# WHAT YOU SHOULD DO
The entries that follow are to be duplicated in full, character for character.

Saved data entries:
--------------------------------------------------

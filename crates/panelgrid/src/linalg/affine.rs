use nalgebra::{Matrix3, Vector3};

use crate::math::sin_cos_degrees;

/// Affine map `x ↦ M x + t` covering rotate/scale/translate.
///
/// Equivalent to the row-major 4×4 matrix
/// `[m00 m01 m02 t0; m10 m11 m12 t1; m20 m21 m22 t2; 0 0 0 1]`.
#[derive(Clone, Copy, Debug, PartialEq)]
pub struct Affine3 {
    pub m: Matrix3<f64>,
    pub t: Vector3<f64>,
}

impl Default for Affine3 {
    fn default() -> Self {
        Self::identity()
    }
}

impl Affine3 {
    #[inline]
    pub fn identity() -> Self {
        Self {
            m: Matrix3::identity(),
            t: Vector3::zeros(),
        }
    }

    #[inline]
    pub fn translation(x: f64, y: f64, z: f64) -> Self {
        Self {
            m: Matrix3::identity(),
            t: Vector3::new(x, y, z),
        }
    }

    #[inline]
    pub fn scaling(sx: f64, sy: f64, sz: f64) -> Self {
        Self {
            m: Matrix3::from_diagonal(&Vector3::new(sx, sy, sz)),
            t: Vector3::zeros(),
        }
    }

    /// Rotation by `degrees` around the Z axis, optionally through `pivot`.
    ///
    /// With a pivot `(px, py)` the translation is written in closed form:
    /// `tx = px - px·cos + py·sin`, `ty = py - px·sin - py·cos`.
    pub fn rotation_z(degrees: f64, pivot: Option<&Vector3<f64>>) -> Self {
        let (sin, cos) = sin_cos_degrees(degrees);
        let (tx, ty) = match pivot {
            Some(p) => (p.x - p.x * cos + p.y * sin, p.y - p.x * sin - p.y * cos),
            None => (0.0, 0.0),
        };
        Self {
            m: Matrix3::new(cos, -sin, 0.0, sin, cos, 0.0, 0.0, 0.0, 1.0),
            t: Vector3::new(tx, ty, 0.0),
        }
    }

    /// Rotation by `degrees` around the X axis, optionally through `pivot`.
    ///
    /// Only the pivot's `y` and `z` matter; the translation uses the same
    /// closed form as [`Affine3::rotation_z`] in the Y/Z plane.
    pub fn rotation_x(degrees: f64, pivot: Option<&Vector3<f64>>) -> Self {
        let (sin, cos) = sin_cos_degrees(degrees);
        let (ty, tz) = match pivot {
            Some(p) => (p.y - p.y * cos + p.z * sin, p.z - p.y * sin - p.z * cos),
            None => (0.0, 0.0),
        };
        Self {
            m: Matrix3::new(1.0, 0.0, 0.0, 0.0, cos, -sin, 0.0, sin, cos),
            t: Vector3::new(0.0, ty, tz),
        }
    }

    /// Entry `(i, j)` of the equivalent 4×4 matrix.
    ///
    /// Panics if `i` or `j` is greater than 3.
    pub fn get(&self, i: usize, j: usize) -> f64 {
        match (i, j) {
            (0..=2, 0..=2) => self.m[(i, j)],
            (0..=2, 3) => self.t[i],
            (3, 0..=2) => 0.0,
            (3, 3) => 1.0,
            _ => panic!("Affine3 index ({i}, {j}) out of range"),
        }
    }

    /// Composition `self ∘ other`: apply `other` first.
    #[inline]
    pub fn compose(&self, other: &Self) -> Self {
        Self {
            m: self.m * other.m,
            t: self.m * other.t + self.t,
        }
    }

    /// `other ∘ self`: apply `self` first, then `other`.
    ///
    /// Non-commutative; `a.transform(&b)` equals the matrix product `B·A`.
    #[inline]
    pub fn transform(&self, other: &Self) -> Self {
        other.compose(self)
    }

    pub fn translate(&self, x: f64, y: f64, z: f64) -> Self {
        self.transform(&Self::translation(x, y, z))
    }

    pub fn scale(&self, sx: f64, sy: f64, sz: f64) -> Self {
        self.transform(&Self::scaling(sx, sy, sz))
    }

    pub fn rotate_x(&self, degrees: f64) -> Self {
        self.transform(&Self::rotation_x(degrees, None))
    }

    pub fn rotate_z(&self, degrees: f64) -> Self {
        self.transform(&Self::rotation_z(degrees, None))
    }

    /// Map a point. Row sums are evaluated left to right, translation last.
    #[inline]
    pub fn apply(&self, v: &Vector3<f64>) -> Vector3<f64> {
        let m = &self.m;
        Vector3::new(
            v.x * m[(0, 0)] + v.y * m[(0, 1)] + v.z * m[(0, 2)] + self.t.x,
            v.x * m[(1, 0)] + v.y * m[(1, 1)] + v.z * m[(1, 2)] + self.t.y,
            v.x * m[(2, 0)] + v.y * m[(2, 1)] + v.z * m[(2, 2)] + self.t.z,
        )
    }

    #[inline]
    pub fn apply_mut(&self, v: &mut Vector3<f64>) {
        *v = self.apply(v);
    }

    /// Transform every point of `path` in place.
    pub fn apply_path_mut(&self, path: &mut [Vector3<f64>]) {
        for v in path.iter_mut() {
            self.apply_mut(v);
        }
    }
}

--------------------------------------------------

# FINISHED TASK
filename crates/panelgrid/src/linalg/affine.rs
use nalgebra::{Matrix3, Vector3};

use crate::math::sin_cos_degrees;

/// Affine map `x ↦ M x + t` covering rotate/scale/translate.
///
/// Equivalent to the row-major 4×4 matrix
/// `[m00 m01 m02 t0; m10 m11 m12 t1; m20 m21 m22 t2; 0 0 0 1]`.
#[derive(Clone, Copy, Debug, PartialEq)]
pub struct Affine3 {
    pub m: Matrix3<f64>,
    pub t: Vector3<f64>,
}

impl Default for Affine3 {
    fn default() -> Self {
        Self::identity()
    }
}

impl Affine3 {
    #[inline]
    pub fn identity() -> Self {
        Self {
            m: Matrix3::identity(),
            t: Vector3::zeros(),
        }
    }

    #[inline]
    pub fn translation(x: f64, y: f64, z: f64) -> Self {
        Self {
            m: Matrix3::identity(),
            t: Vector3::new(x, y, z),
        }
    }

    #[inline]
    pub fn scaling(sx: f64, sy: f64, sz: f64) -> Self {
        Self {
            m: Matrix3::from_diagonal(&Vector3::new(sx, sy, sz)),
            t: Vector3::zeros(),
        }
    }

    /// Rotation by `degrees` around the Z axis, optionally through `pivot`.
    ///
    /// With a pivot `(px, py)` the translation is written in closed form:
    /// `tx = px - px·cos + py·sin`, `ty = py - px·sin - py·cos`.
    pub fn rotation_z(degrees: f64, pivot: Option<&Vector3<f64>>) -> Self {
        let (sin, cos) = sin_cos_degrees(degrees);
        let (tx, ty) = match pivot {
            Some(p) => (p.x - p.x * cos + p.y * sin, p.y - p.x * sin - p.y * cos),
            None => (0.0, 0.0),
        };
        Self {
            m: Matrix3::new(cos, -sin, 0.0, sin, cos, 0.0, 0.0, 0.0, 1.0),
            t: Vector3::new(tx, ty, 0.0),
        }
    }

    /// Rotation by `degrees` around the X axis, optionally through `pivot`.
    ///
    /// Only the pivot's `y` and `z` matter; the translation uses the same
    /// closed form as [`Affine3::rotation_z`] in the Y/Z plane.
    pub fn rotation_x(degrees: f64, pivot: Option<&Vector3<f64>>) -> Self {
        let (sin, cos) = sin_cos_degrees(degrees);
        let (ty, tz) = match pivot {
            Some(p) => (p.y - p.y * cos + p.z * sin, p.z - p.y * sin - p.z * cos),
            None => (0.0, 0.0),
        };
        Self {
            m: Matrix3::new(1.0, 0.0, 0.0, 0.0, cos, -sin, 0.0, sin, cos),
            t: Vector3::new(0.0, ty, tz),
        }
    }

    /// Entry `(i, j)` of the equivalent 4×4 matrix.
    ///
    /// Panics if `i` or `j` is greater than 3.
    pub fn get(&self, i: usize, j: usize) -> f64 {
        match (i, j) {
            (0..=2, 0..=2) => self.m[(i, j)],
            (0..=2, 3) => self.t[i],
            (3, 0..=2) => 0.0,
            (3, 3) => 1.0,
            _ => panic!("Affine3 index ({i}, {j}) out of range"),
        }
    }

    /// Composition `self ∘ other`: apply `other` first.
    #[inline]
    pub fn compose(&self, other: &Self) -> Self {
        Self {
            m: self.m * other.m,
            t: self.m * other.t + self.t,
        }
    }

    /// `other ∘ self`: apply `self` first, then `other`.
    ///
    /// Non-commutative; `a.transform(&b)` equals the matrix product `B·A`.
    #[inline]
    pub fn transform(&self, other: &Self) -> Self {
        other.compose(self)
    }

    pub fn translate(&self, x: f64, y: f64, z: f64) -> Self {
        self.transform(&Self::translation(x, y, z))
    }

    pub fn scale(&self, sx: f64, sy: f64, sz: f64) -> Self {
        self.transform(&Self::scaling(sx, sy, sz))
    }

    pub fn rotate_x(&self, degrees: f64) -> Self {
        self.transform(&Self::rotation_x(degrees, None))
    }

    pub fn rotate_z(&self, degrees: f64) -> Self {
        self.transform(&Self::rotation_z(degrees, None))
    }

    /// Map a point. Row sums are evaluated left to right, translation last.
    #[inline]
    pub fn apply(&self, v: &Vector3<f64>) -> Vector3<f64> {
        let m = &self.m;
        Vector3::new(
            v.x * m[(0, 0)] + v.y * m[(0, 1)] + v.z * m[(0, 2)] + self.t.x,
            v.x * m[(1, 0)] + v.y * m[(1, 1)] + v.z * m[(1, 2)] + self.t.y,
            v.x * m[(2, 0)] + v.y * m[(2, 1)] + v.z * m[(2, 2)] + self.t.z,
        )
    }

    #[inline]
    pub fn apply_mut(&self, v: &mut Vector3<f64>) {
        *v = self.apply(v);
    }

    /// Transform every point of `path` in place.
    pub fn apply_path_mut(&self, path: &mut [Vector3<f64>]) {
        for v in path.iter_mut() {
            self.apply_mut(v);
        }
    }
}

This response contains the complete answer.